I understand that “The Life of David Gail” was not a good movie, but Ebert goes so overboard, giving it ZERO STARS and fuming about George Bush’s use of the death penalty, that it hardly seems fair to the people who made the film. Roger Ebert disagrees with the political message of a serious drama, so he rates it worse than Young Einstein or Jury Duty. Heck, even in “Big Trouble“, that Tim Allen movie based on a Dave Barry book, there’s a quick throwaway line about Pat Buchanan and Ebert goes off about how conservatives are so unfeeling as to not care about people accidentally voting for him.

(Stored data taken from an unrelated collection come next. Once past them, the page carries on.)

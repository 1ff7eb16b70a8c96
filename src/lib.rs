//! ontosearch - ontology-aware search databases for biomedical metadata
//!
//! Builds a single SQLite database that joins a metadata table (OpenGWAS
//! by default), the class hierarchy of an OBO ontology taken from its
//! semantic-sql distribution, mappings of metadata values to ontology terms,
//! per-term direct and inherited mapping counts, and PubMed references.
//!
//! # Architecture
//!
//! The library is organized into several modules:
//!
//! - [`config`] - Configuration management and settings
//! - [`table`] - In-memory tables and TSV/CSV files
//! - [`models`] - Core data structures and types
//! - [`ontology`] - Ontology table extraction, term mapping and mapping counts
//! - [`sources`] - Ontology download, OpenGWAS metadata and PubMed lookups
//! - [`storage`] - Database assembly and term queries
//! - [`pipeline`] - The configurable build and cleanup
//! - [`utils`] - Common utilities and helpers
//!
//! # Example
//!
//! ```no_run
//! use ontosearch::config::Config;
//! use ontosearch::pipeline::{build_database, BuildContext};
//!
//! #[tokio::main]
//! async fn main() -> anyhow::Result<()> {
//!     let config = Config::from_env()?;
//!     let ctx = BuildContext::new(config)?;
//!     let report = build_database(&ctx).await?;
//!     println!("{} mappings", report.mappings);
//!     Ok(())
//! }
//! ```

pub mod config;
pub mod error;
pub mod models;
pub mod ontology;
pub mod pipeline;
pub mod sources;
pub mod storage;
pub mod table;
pub mod utils;

/// Re-export commonly used types
pub mod prelude {
    pub use crate::config::Config;
    pub use crate::error::{Error, ErrorCategory, ErrorClass, Result};
    pub use crate::models::{Mapping, MappingCount, OntologyClass, Reference, SourceTerm};
    pub use crate::ontology::{LabelMatcher, MappingCounter, OntologyTables, SemSqlReader, TermMapper};
    pub use crate::pipeline::{build_database, BuildContext, BuildReport};
    pub use crate::storage::{Database, QueryTables, TermQuery};
    pub use crate::table::{Table, Value};
}

// Direct re-exports for convenience
pub use models::{Mapping, MappingCount, SourceTerm};
pub use table::{Table, Value};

As Zell would say, I could go own and own and own. It isn’t hard to come up with examples; they’re available on a weekly basis due to Ebert’s Bush Derangement Syndrome. These days, Ebert takes every remote opportunity to slip some Bush hate into his reviews, most of his remarks being unfunny, unnecessary and a waste of text.
Roger Ebert should give up film reviewing if he isn’t willing to bring any class or talent to it anymore.